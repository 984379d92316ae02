//! Core error types.
//!
//! Backend and IR errors propagate unwrapped through the transformation
//! layer; the core adds the tracer-level error kinds.

use gradfuse_backend::BackendError;
use gradfuse_ir::IrError;
use thiserror::Error;

/// Errors surfaced by tracing, transformation and compilation.
#[derive(Debug, Clone, Error, PartialEq, Eq)]
pub enum CoreError {
    /// Dtype/shape incompatibility, a nonlinear operation in a transpose,
    /// a tracer escaping its trace, or `grad` of a non-scalar output.
    #[error("TypeError: {0}")]
    Type(String),

    /// Structural mismatch between the tree a transformation expects and
    /// the tree it was given.
    #[error("TreeMismatchError: {0}")]
    TreeMismatch(String),

    /// Backend failures, propagated without wrapping.
    #[error(transparent)]
    Backend(#[from] BackendError),

    /// IR-layer failures, propagated without wrapping.
    #[error(transparent)]
    Ir(#[from] IrError),

    /// Broken internal invariant; not intended to be caught by users.
    #[error("InternalError: {0}")]
    Internal(String),
}

pub type CoreResult<T> = Result<T, CoreError>;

═══

The string "without" appears in some lines of the material. Report how many, and nothing more.

2